▶ Excerpts from a dataset
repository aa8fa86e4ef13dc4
//! CLI module - administrative commands for managing accounts.

mod commands;

use clap::{Parser, Subcommand};

/// Accounts - manage email-keyed user accounts
#[derive(Parser)]
#[command(name = "accounts")]
#[command(author, version, about, long_about = None)]
pub struct Cli {
    #[command(subcommand)]
    pub command: Option<Commands>,
}

#[derive(Subcommand)]
pub enum Commands {
    /// Create a regular account
    #[command(alias = "createuser")]
    CreateUser {
        /// Email address (login identifier)
        email: String,
        #[arg(long)]
        first_name: String,
        #[arg(long)]
        last_name: String,
        /// Password; omit to create the account without a usable password
        #[arg(long)]
        password: Option<String>,
        /// Create the account as inactive
        #[arg(long)]
        inactive: bool,
        /// Grant admin-panel login
        #[arg(long)]
        admin: bool,
    },

    /// Create an account with admin and superuser rights
    #[command(alias = "createsuperuser")]
    CreateSuperuser {
        /// Email address (login identifier)
        email: String,
        #[arg(long)]
        first_name: String,
        #[arg(long)]
        last_name: String,
        /// Password; omit to create the account without a usable password
        #[arg(long)]
        password: Option<String>,
    },

    /// List all accounts
    #[command(alias = "ls")]
    List {
        /// Print JSON instead of a table
        #[arg(long)]
        json: bool,
    },

    /// Show a single account
    Show {
        email: String,
    },

    /// Delete an account
    #[command(alias = "rm")]
    Delete {
        email: String,
        /// Skip the confirmation prompt
        #[arg(long, short = 'y')]
        yes: bool,
    },

    /// Verify a password the way a login would
    CheckPassword {
        email: String,
        password: String,
    },

    /// Change an account's password
    SetPassword {
        email: String,
        /// New password; omit to disable password login
        #[arg(long)]
        password: Option<String>,
    },

    /// Create default config file
    #[command(alias = "--init")]
    Init,
}

pub use commands::*;
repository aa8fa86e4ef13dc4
pub mod account;
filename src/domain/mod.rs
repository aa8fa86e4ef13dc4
//! Account domain rules that do not depend on storage.
//!
//! - [`email`]: login identifier normalization.
//! - [`password`]: Argon2id hashing and the unusable-password marker.

pub mod email;
pub mod password;
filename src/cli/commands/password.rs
//! Password command handlers

use crate::config::Config;
use crate::services::{AccountError, AccountFactory};

use super::{account_factory, check_password_policy};

pub async fn cmd_check_password(
    config: &Config,
    email: &str,
    password: &str,
) -> anyhow::Result<()> {
    let factory = account_factory(config).await?;

    match factory.authenticate(email, password).await {
        Ok(account) => {
            println!("✓ Credentials valid for {account}");
            if account.can_access_admin() {
                println!("  Admin panel access: yes");
            }
            Ok(())
        }
        Err(AccountError::InvalidCredentials) => {
            println!("✗ Invalid credentials");
            Ok(())
        }
        Err(e) => Err(e.into()),
    }
}

pub async fn cmd_set_password(
    config: &Config,
    email: &str,
    password: Option<&str>,
) -> anyhow::Result<()> {
    if let Err(msg) = check_password_policy(config, password) {
        println!("{msg}");
        return Ok(());
    }

    let factory = account_factory(config).await?;

    match factory.set_password(email, password).await {
        Ok(account) if password.is_some() => {
            println!("✓ Password updated for {account}");
            Ok(())
        }
        Ok(account) => {
            println!("✓ Password login disabled for {account}");
            Ok(())
        }
        Err(AccountError::NotFound(email)) => {
            println!("No account with email {email}.");
            Ok(())
        }
        Err(e) => Err(e.into()),
    }
}
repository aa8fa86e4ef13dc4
use serde::Serialize;
use std::fmt;

use crate::domain::password::{is_usable_password, verify_password};
use crate::entities::accounts;

/// Field used as the login identifier.
pub const USERNAME_FIELD: &str = "email";

/// Fields, besides the login identifier, that registration must collect.
pub const REQUIRED_FIELDS: [&str; 2] = ["first_name", "last_name"];

/// Maximum stored length of `first_name` and `last_name`.
pub const MAX_NAME_LENGTH: usize = 200;

/// Password checks every account supports.
pub trait Authenticatable {
    /// Returns true when `password` matches the stored hash.
    fn check_password(&self, password: &str) -> bool;

    /// Returns false for accounts created or reset without a password.
    fn has_usable_password(&self) -> bool;
}

/// A persisted user account, keyed by its lowercase email.
#[derive(Debug, Clone, PartialEq, Eq, Serialize)]
pub struct Account {
    pub id: i32,
    pub email: String,
    pub first_name: String,
    pub last_name: String,
    #[serde(skip_serializing)]
    pub password_hash: String,
    pub is_active: bool,
    pub is_admin: bool,
    pub is_superuser: bool,
    pub last_login: Option<String>,
    pub created_at: String,
    pub updated_at: String,
}

impl Account {
    #[must_use]
    pub fn full_name(&self) -> String {
        format!("{} {}", self.first_name, self.last_name)
            .trim()
            .to_string()
    }

    /// Admin-panel login is open to active admins and superusers.
    #[must_use]
    pub const fn can_access_admin(&self) -> bool {
        self.is_active && (self.is_admin || self.is_superuser)
    }

    /// Active superusers implicitly hold every permission.
    #[must_use]
    pub const fn has_all_permissions(&self) -> bool {
        self.is_active && self.is_superuser
    }
}

impl Authenticatable for Account {
    fn check_password(&self, password: &str) -> bool {
        verify_password(password, &self.password_hash)
    }

    fn has_usable_password(&self) -> bool {
        is_usable_password(&self.password_hash)
    }
}

impl fmt::Display for Account {
    fn fmt(&self, f: &mut fmt::Formatter<'_>) -> fmt::Result {
        f.write_str(&self.email)
    }
}

impl From<accounts::Model> for Account {
    fn from(model: accounts::Model) -> Self {
        Self {
            id: model.id,
            email: model.email,
            first_name: model.first_name,
            last_name: model.last_name,
            password_hash: model.password_hash,
            is_active: model.is_active,
            is_admin: model.is_admin,
            is_superuser: model.is_superuser,
            last_login: model.last_login,
            created_at: model.created_at,
            updated_at: model.updated_at,
        }
    }
}

/// Registration fields supplied alongside the email and password.
///
/// The flag overrides are applied on top of the defaults
/// (`is_active = true`, `is_admin = false`, `is_superuser = false`).
#[derive(Debug, Clone, Default)]
pub struct AccountFields {
    pub first_name: String,
    pub last_name: String,
    pub is_active: Option<bool>,
    pub is_admin: Option<bool>,
    pub is_superuser: Option<bool>,
}

impl AccountFields {
    #[must_use]
    pub fn new(first_name: impl Into<String>, last_name: impl Into<String>) -> Self {
        Self {
            first_name: first_name.into(),
            last_name: last_name.into(),
            ..Self::default()
        }
    }

    #[must_use]
    pub fn active(mut self, is_active: bool) -> Self {
        self.is_active = Some(is_active);
        self
    }

    #[must_use]
    pub fn admin(mut self, is_admin: bool) -> Self {
        self.is_admin = Some(is_admin);
        self
    }

    #[must_use]
    pub fn superuser(mut self, is_superuser: bool) -> Self {
        self.is_superuser = Some(is_superuser);
        self
    }

    /// Names of required fields left empty.
    #[must_use]
    pub fn missing_required(&self) -> Vec<&'static str> {
        REQUIRED_FIELDS
            .into_iter()
            .filter(|field| match *field {
                "first_name" => self.first_name.trim().is_empty(),
                "last_name" => self.last_name.trim().is_empty(),
                _ => false,
            })
            .collect()
    }
}

/// A validated account ready to be inserted.
#[derive(Debug, Clone, PartialEq, Eq)]
pub struct NewAccount {
    pub email: String,
    pub first_name: String,
    pub last_name: String,
    pub password_hash: String,
    pub is_active: bool,
    pub is_admin: bool,
    pub is_superuser: bool,
}

impl NewAccount {
    #[must_use]
    pub fn from_fields(email: String, password_hash: String, fields: AccountFields) -> Self {
        Self {
            email,
            first_name: fields.first_name,
            last_name: fields.last_name,
            password_hash,
            is_active: fields.is_active.unwrap_or(true),
            is_admin: fields.is_admin.unwrap_or(false),
            is_superuser: fields.is_superuser.unwrap_or(false),
        }
    }
}
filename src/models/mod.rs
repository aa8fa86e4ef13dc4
pub mod account;

pub use account::{Account, AccountFields, Authenticatable, NewAccount};
//! Queue inspection, result housekeeping and failed-job administration.

use membank_log::{debug, error, info, warn};
use crate::error::{QueueError, QueueResult};
use crate::job::{Job, JobResult, JobStatus};
use crate::producer::Producer;
use crate::retry::RetryController;
use crate::store::KeyTtl;
use chrono::Utc;
use serde::{Deserialize, Serialize};
use std::sync::Arc;
use std::sync::atomic::{AtomicUsize, Ordering};
use std::time::Duration;
use tokio::time::{Instant, MissedTickBehavior, interval_at};
use tokio_util::sync::CancellationToken;

/// Point-in-time queue counters.
#[derive(Debug, Clone, Default, PartialEq, Eq, Serialize, Deserialize)]
pub struct Stats {
    /// Jobs waiting in the priority collection
    pub pending_jobs: usize,
    /// Jobs currently inside a handler
    pub processing_jobs: usize,
    /// Jobs waiting on a retry timer
    pub retrying_jobs: usize,
    /// Stored completed results
    pub completed_jobs: usize,
    /// Stored failed results
    pub failed_jobs: usize,
    /// Sum of the above
    pub total_jobs: usize,
}

/// Reads queue state and maintains stored results.
#[derive(Clone)]
pub struct Monitor {
    producer: Producer,
    retry: RetryController,
    in_flight: Arc<AtomicUsize>,
}

impl Monitor {
    pub(crate) fn new(producer: Producer, retry: RetryController, in_flight: Arc<AtomicUsize>) -> Self {
        Self {
            producer,
            retry,
            in_flight,
        }
    }

    /// Collect current queue statistics.
    ///
    /// Completed and failed counts come from stored results, so they only
    /// cover results still within their retention.
    pub async fn get_stats(&self) -> QueueResult<Stats> {
        let mut stats = Stats {
            pending_jobs: self.producer.pending_count().await?,
            processing_jobs: self.in_flight.load(Ordering::Relaxed),
            retrying_jobs: self.retry.pending_retries(),
            ..Stats::default()
        };

        for result in self.stored_results().await? {
            match result.status {
                JobStatus::Completed => stats.completed_jobs += 1,
                JobStatus::Failed => stats.failed_jobs += 1,
                _ => {}
            }
        }

        stats.total_jobs = stats.pending_jobs
            + stats.processing_jobs
            + stats.retrying_jobs
            + stats.completed_jobs
            + stats.failed_jobs;
        Ok(stats)
    }

    /// List permanently failed jobs, most recent failure first.
    ///
    /// Failures whose snapshot has already expired are skipped.
    pub async fn get_failed_jobs(&self, limit: usize, offset: usize) -> QueueResult<Vec<Job>> {
        let mut failed: Vec<JobResult> = self
            .stored_results()
            .await?
            .into_iter()
            .filter(|result| result.status == JobStatus::Failed)
            .collect();
        failed.sort_by(|a, b| b.created_at.cmp(&a.created_at).then(a.job_id.cmp(&b.job_id)));

        let mut jobs = Vec::new();
        for result in failed.into_iter().skip(offset).take(limit) {
            match self.producer.get_job(&result.job_id).await {
                Ok(job) => jobs.push(job),
                Err(e) if e.is_not_found() => {
                    debug!(job_id = %result.job_id, "Failed job snapshot expired");
                }
                Err(e) => return Err(e),
            }
        }
        Ok(jobs)
    }

    /// Put a permanently failed job back in the queue with a fresh retry budget.
    ///
    /// The job keeps its priority and creation time.
    pub async fn retry_failed_job(&self, job_id: &str) -> QueueResult<()> {
        let result = self.producer.get_job_result(job_id).await?;
        if result.status != JobStatus::Failed {
            return Err(QueueError::NotRetryable(job_id.to_string()));
        }

        let mut job = self.producer.get_job(job_id).await?;
        job.retries = 0;
        job.error = None;
        job.failed_at = None;
        job.processed_at = None;

        self.producer.delete_result(job_id).await?;
        self.producer.enqueue(job).await?;

        info!(job_id = %job_id, "Failed job re-enqueued");
        Ok(())
    }

    /// Delete completed results (and their snapshots) older than `older_than`.
    ///
    /// Returns how many jobs were purged.
    pub async fn purge_completed_jobs(&self, older_than: Duration) -> QueueResult<usize> {
        let age = chrono::Duration::from_std(older_than)
            .map_err(|e| QueueError::Config(format!("invalid purge age: {}", e)))?;
        let cutoff = Utc::now() - age;
        let config = self.producer.config();
        let store = self.producer.store();

        let mut purged = 0;
        for result in self.stored_results().await? {
            if result.status != JobStatus::Completed || result.created_at >= cutoff {
                continue;
            }
            store.del(&config.result_key(&result.job_id)).await?;
            store.del(&config.job_key(&result.job_id)).await?;
            purged += 1;
        }

        if purged > 0 {
            info!(count = purged, "Purged completed jobs");
        }
        Ok(purged)
    }

    /// Give every result key without an expiry the configured retention.
    ///
    /// Results are never deleted here. Returns how many keys were updated.
    pub async fn perform_cleanup(&self) -> QueueResult<usize> {
        let config = self.producer.config();
        let store = self.producer.store();
        let keys = store.keys(&config.result_pattern()).await?;

        let mut cleaned = 0;
        for key in keys {
            match store.ttl(&key).await {
                Ok(KeyTtl::Persistent) => match store.expire(&key, config.result_ttl).await {
                    Ok(true) => cleaned += 1,
                    Ok(false) => {}
                    Err(e) => warn!(key = %key, error = %e, "Failed to set TTL for result key"),
                },
                Ok(_) => {}
                Err(e) => warn!(key = %key, error = %e, "Failed to read TTL for result key"),
            }
        }

        if cleaned > 0 {
            info!(count = cleaned, "Cleaned up job results");
        }
        Ok(cleaned)
    }

    /// Run cleanup every `cleanup_interval` until either token fires.
    pub(crate) async fn run_cleanup(&self, shutdown: CancellationToken, cancellation: CancellationToken) {
        let period = self.producer.config().cleanup_interval;
        let mut ticker = interval_at(Instant::now() + period, period);
        ticker.set_missed_tick_behavior(MissedTickBehavior::Delay);

        loop {
            tokio::select! {
                biased;
                _ = shutdown.cancelled() => break,
                _ = cancellation.cancelled() => break,
                _ = ticker.tick() => {
                    if let Err(e) = self.perform_cleanup().await {
                        error!(error = %e, "Failed to get result keys for cleanup");
                    }
                }
            }
        }
        debug!("Cleanup loop stopped");
    }

    /// Log queue statistics every `stats_interval` until either token fires.
    pub(crate) async fn run_stats(&self, shutdown: CancellationToken, cancellation: CancellationToken) {
        let period = self.producer.config().stats_interval;
        let mut ticker = interval_at(Instant::now() + period, period);
        ticker.set_missed_tick_behavior(MissedTickBehavior::Delay);

        loop {
            tokio::select! {
                biased;
                _ = shutdown.cancelled() => break,
                _ = cancellation.cancelled() => break,
                _ = ticker.tick() => match self.get_stats().await {
                    Ok(stats) => info!(
                        pending = stats.pending_jobs,
                        processing = stats.processing_jobs,
                        retrying = stats.retrying_jobs,
                        completed = stats.completed_jobs,
                        failed = stats.failed_jobs,
                        total = stats.total_jobs,
                        "Queue stats"
                    ),
                    Err(e) => warn!(error = %e, "Failed to collect queue stats"),
                },
            }
        }
        debug!("Stats loop stopped");
    }

    async fn stored_results(&self) -> QueueResult<Vec<JobResult>> {
        let store = self.producer.store();
        let keys = store.keys(&self.producer.config().result_pattern()).await?;

        let mut results = Vec::with_capacity(keys.len());
        for key in keys {
            let Some(data) = store.get(&key).await? else {
                continue;
            };
            match serde_json::from_str::<JobResult>(&data) {
                Ok(result) => results.push(result),
                Err(e) => debug!(key = %key, error = %e, "Skipping undecodable job result"),
            }
        }
        Ok(results)
    }
}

▶ Exercise objective
Word for word, output the lines of the data from its first line through the line where "pub enum Commands" appears, and stop there.

▶ Answer to this task
repository aa8fa86e4ef13dc4
//! CLI module - administrative commands for managing accounts.

mod commands;

use clap::{Parser, Subcommand};

/// Accounts - manage email-keyed user accounts
#[derive(Parser)]
#[command(name = "accounts")]
#[command(author, version, about, long_about = None)]
pub struct Cli {
    #[command(subcommand)]
    pub command: Option<Commands>,
}

#[derive(Subcommand)]
pub enum Commands {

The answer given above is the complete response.